WHAT IS NEEDED –
Set down exactly the entries below, beginning at their first line and ending at the line with "Directory to scan".

————————

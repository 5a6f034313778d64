//! Options for the top-level pack and unpack operations
//!
//! Everything an operation needs is passed in explicitly, so several packs
//! and unpacks can run in one process.

use std::path::{Path, PathBuf};

use anyhow::{Context, Result};
use log::{info, warn};

use crate::archive::{Archive, PAKTXT_EXTENSION, PROGRAM_NAME};
use crate::collector::Collector;
use crate::decoder::Decoder;
use crate::encoder::Encoder;
use crate::filter::{PathFilter, PatternList};
use crate::restore::{RestoreSummary, Restorer};

/// Options for [`pack`]
#[derive(Debug, Clone)]
pub struct PackOptions {
    /// Directory to scan
    pub root: PathBuf,
    /// Files matching any of these are skipped
    pub exclude: PatternList,
    /// When non-empty, only files matching one of these are packed
    pub filter: PatternList,
    /// Executable name that is never packed
    pub program_name: String,
}

impl PackOptions {
    pub fn new(root: impl Into<PathBuf>) -> Self {
        Self {
            root: root.into(),
            exclude: PatternList::default(),
            filter: PatternList::default(),
            program_name: PROGRAM_NAME.to_string(),
        }
    }

    pub fn with_exclude(mut self, exclude: PatternList) -> Self {
        self.exclude = exclude;
        self
    }

    pub fn with_filter(mut self, filter: PatternList) -> Self {
        self.filter = filter;
        self
    }

    pub fn path_filter(&self) -> PathFilter {
        PathFilter::new(self.exclude.clone(), self.filter.clone())
            .with_program_name(self.program_name.clone())
    }
}

/// Options for [`unpack`]
#[derive(Debug, Clone)]
pub struct UnpackOptions {
    /// Directory files are restored into
    pub dest: PathBuf,
    pub exclude: PatternList,
    pub filter: PatternList,
    /// Reject unknown metadata lines
    pub strict: bool,
}

impl UnpackOptions {
    pub fn new(dest: impl Into<PathBuf>) -> Self {
        Self {
            dest: dest.into(),
            exclude: PatternList::default(),
            filter: PatternList::default(),
            strict: false,
        }
    }

    pub fn with_exclude(mut self, exclude: PatternList) -> Self {
        self.exclude = exclude;
        self
    }

    pub fn with_filter(mut self, filter: PatternList) -> Self {
        self.filter = filter;
        self
    }

    pub fn with_strict(mut self, strict: bool) -> Self {
        self.strict = strict;
        self
    }
}

/// Scan and read a directory tree into an archive
pub fn pack_archive(options: &PackOptions) -> Result<Archive> {
    let files = Collector::new(&options.root, options.path_filter()).collect()?;
    let archive = Archive::from_paths(&options.root, &files);
    if archive.is_empty() {
        anyhow::bail!("None of the {} selected files could be packed", files.len());
    }
    Ok(archive)
}

/// Scan, read and encode a directory tree
pub fn pack(options: &PackOptions) -> Result<Vec<u8>> {
    Ok(Encoder::new().encode(&pack_archive(options)?))
}

/// Decode archive bytes and restore the files
pub fn unpack(input: &[u8], options: &UnpackOptions) -> Result<RestoreSummary> {
    let archive = decode(input, options.strict)?;
    let filter = PathFilter::new(options.exclude.clone(), options.filter.clone());
    let summary = Restorer::new(&options.dest, filter).restore(&archive)?;
    info!("Restored {} of {} files", summary.restored.len(), archive.len());
    Ok(summary)
}

/// Decode archive bytes without touching the filesystem
pub fn list(input: &[u8]) -> Result<Archive> {
    decode(input, false)
}

fn decode(input: &[u8], strict: bool) -> Result<Archive> {
    if input.iter().all(u8::is_ascii_whitespace) {
        anyhow::bail!("Input content is empty or contains no parsable paktxt data");
    }
    let archive = Decoder::new()
        .with_strict(strict)
        .decode(input)
        .context("Failed to parse paktxt content")?;
    Ok(archive)
}

/// Give an output path the `.paktxt` extension when it has none.
/// A different extension is kept, with a warning.
pub fn output_path(path: &Path) -> PathBuf {
    match path.extension() {
        None => {
            let mut name = path.as_os_str().to_owned();
            name.push(PAKTXT_EXTENSION);
            PathBuf::from(name)
        }
        Some(ext) => {
            if !PAKTXT_EXTENSION.trim_start_matches('.').eq_ignore_ascii_case(&ext.to_string_lossy()) {
                warn!(
                    "Output file '{}' does not have a '{}' extension. Using as is.",
                    path.display(),
                    PAKTXT_EXTENSION
                );
            }
            path.to_path_buf()
        }
    }
}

————————

ANSWER TO THIS EXERCISE –
repository 5a6f034313778d64
//! Options for the top-level pack and unpack operations
//!
//! Everything an operation needs is passed in explicitly, so several packs
//! and unpacks can run in one process.

use std::path::{Path, PathBuf};

use anyhow::{Context, Result};
use log::{info, warn};

use crate::archive::{Archive, PAKTXT_EXTENSION, PROGRAM_NAME};
use crate::collector::Collector;
use crate::decoder::Decoder;
use crate::encoder::Encoder;
use crate::filter::{PathFilter, PatternList};
use crate::restore::{RestoreSummary, Restorer};

/// Options for [`pack`]
#[derive(Debug, Clone)]
pub struct PackOptions {
    /// Directory to scan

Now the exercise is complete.